University of Pittsburgh School of Medicine, Western Psychiatric Institute and Clinic, University of Pittsburgh Medical Center, Pittsburgh PA, USA.
Neuropsychiatr Dis Treat. 2009;5:563-76. doi: 10.2147/ndt.s5453. Epub 2009 Nov 16.
This article describes the pharmacology of the novel atypical antidepressant drug agomelatine, critically reviews and evaluates its clinical use for the treatment of major depression, and suggests areas for further research. Agomelatine is a synthetic analog of the hormone melatonin. It stimulates the activity of melatonin MT1 and MT2 receptors and inhibits the activity of serotonin 5HT-2C receptor subtypes. Three acute trials demonstrated clinically modest, but statistically significant benefits over placebo. Three acute trials did not find agomelatine more effective than placebo. A meta-analysis of these six trials demonstrated a small, statistically significant, marginally clinically relevant difference between agomelatine and placebo. The only placebo-controlled study in elderly patients did not demonstrate a significant benefit for agomelatine. It was more effective than placebo in only one of two relapse prevention studies. Agomelatine was generally well tolerated compared to placebo. Its side-effect profile is different than and compares favorably to other antidepressant drugs. The overall tolerability of agomelatine in head-to-head comparisons was not substantially better than active drug comparators.

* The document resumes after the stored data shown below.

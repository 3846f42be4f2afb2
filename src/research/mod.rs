//! 迭代式网络调研
//!
//! 流程：规划初始搜索词 → 按轮次搜索并提炼上下文 → 评估是否需要继续 → 撰写报告。
//! 两个外部协作方（大模型与搜索服务）通过[`ResearchContext`]注入，核心逻辑不依赖具体实现。

use anyhow::Result;

use crate::config::Config;

pub mod agents;
pub mod context;
pub mod extractor;
pub mod normalizer;
pub mod orchestrator;
pub mod parser;
pub mod types;

#[cfg(test)]
pub(crate) mod test_support;

pub use context::ResearchContext;
pub use orchestrator::ResearchOrchestrator;
pub use types::{ResearchError, ResearchResult};

/// 使用默认协作方执行一次调研，迭代次数按配置上限截断
pub async fn run_research(
    config: &Config,
    query: &str,
    iterations: usize,
) -> Result<ResearchResult> {
    config.research_iteration_limit(iterations)?;
    let context = ResearchContext::from_config(config.clone())?;
    Ok(research_with(&context, query, iterations).await?)
}

/// 使用给定协作方执行一次调研，迭代次数按配置上限截断
pub async fn research_with(
    context: &ResearchContext,
    query: &str,
    iterations: usize,
) -> Result<ResearchResult, ResearchError> {
    let iteration_limit = context.config.research_iteration_limit(iterations)?;
    ResearchOrchestrator.run(context, query, iteration_limit).await
}
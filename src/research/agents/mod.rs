use std::fmt::Display;

use crate::llm::ChatMessage;

pub mod context_distiller;
pub mod convergence_evaluator;
pub mod query_planner;
pub mod report_synthesizer;

pub use context_distiller::ContextDistiller;
pub use convergence_evaluator::ConvergenceEvaluator;
pub use query_planner::QueryPlanner;
pub use report_synthesizer::ReportSynthesizer;

/// 调研智能体类型
#[derive(Debug, Clone, Copy, PartialEq, Eq)]
pub enum AgentType {
    QueryPlanner,
    RelevanceJudge,
    ContextDistiller,
    ConvergenceEvaluator,
    ReportSynthesizer,
}

impl Display for AgentType {
    fn fmt(&self, f: &mut std::fmt::Formatter<'_>) -> std::fmt::Result {
        let name = match self {
            AgentType::QueryPlanner => "query planner",
            AgentType::RelevanceJudge => "relevance judge",
            AgentType::ContextDistiller => "context distiller",
            AgentType::ConvergenceEvaluator => "convergence evaluator",
            AgentType::ReportSynthesizer => "report synthesizer",
        };
        write!(f, "{}", name)
    }
}

/// 提示词模板：系统提示 + 用户消息主体 + 收尾指令
#[derive(Debug, Clone)]
pub struct PromptTemplate {
    pub system_prompt: String,
    pub closing_instruction: String,
}

impl PromptTemplate {
    /// 组装两条消息：系统消息在前，用户消息为`{body}\n\n{closing_instruction}`
    pub fn messages(&self, body: &str) -> Vec<ChatMessage> {
        vec![
            ChatMessage::system(self.system_prompt.clone()),
            ChatMessage::user(format!("{}\n\n{}", body, self.closing_instruction)),
        ]
    }
}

Agomelatine is contraindicated in patients with impaired liver function and in patients taking drugs that potently inhibit CYP-1A2 metabolic enzymes. Because elevated liver enzymes are common, and there is a rare risk of more serious liver reactions, routine laboratory monitoring of liver function is recommended periodically throughout treatment. Agomelatine does not have clinically significant advantages compared to other antidepressant drugs, and it has certain limitations and disadvantages. Because of its unique pharmacology and relatively benign tolerability profile, however, it may be a useful alternative for patients who do not respond to or cannot tolerate other antidepressant drugs.
本文描述了新型非典型抗抑郁药阿戈美拉汀的药理学,批判性地回顾和评估了其在治疗重性抑郁症方面的临床应用,并提出了进一步研究的领域。阿戈美拉汀是褪黑素激素的合成类似物。它刺激褪黑素 MT1 和 MT2 受体的活性,并抑制 5HT-2C 受体亚型的活性。三项急性试验表明,与安慰剂相比,阿戈美拉汀具有临床适度但统计学显著的益处。三项急性试验未发现阿戈美拉汀比安慰剂更有效。这六项试验的荟萃分析表明,阿戈美拉汀与安慰剂之间存在微小但统计学显著的、临床相关的差异。在老年患者中进行的唯一安慰剂对照研究并未显示阿戈美拉汀有显著益处。在两项预防复发的研究中,它仅在一项研究中比安慰剂更有效。与安慰剂相比,阿戈美拉汀通常具有更好的耐受性。其副作用谱与其他抗抑郁药不同,且具有优势。在头对头比较中,阿戈美拉汀的总体耐受性与活性药物对照剂相比并没有明显改善。阿戈美拉汀禁用于肝功能受损的患者和正在服用强力抑制 CYP-1A2 代谢酶的药物的患者。由于肝酶升高很常见,且存在更严重肝反应的罕见风险,因此建议在整个治疗过程中定期进行常规实验室监测肝功能。与其他抗抑郁药相比,阿戈美拉汀并没有明显的临床优势,而且它有一定的局限性和缺点。然而,由于其独特的药理学和相对良性的耐受性,对于那些对其他抗抑郁药无反应或不能耐受的患者,它可能是一种有用的替代药物。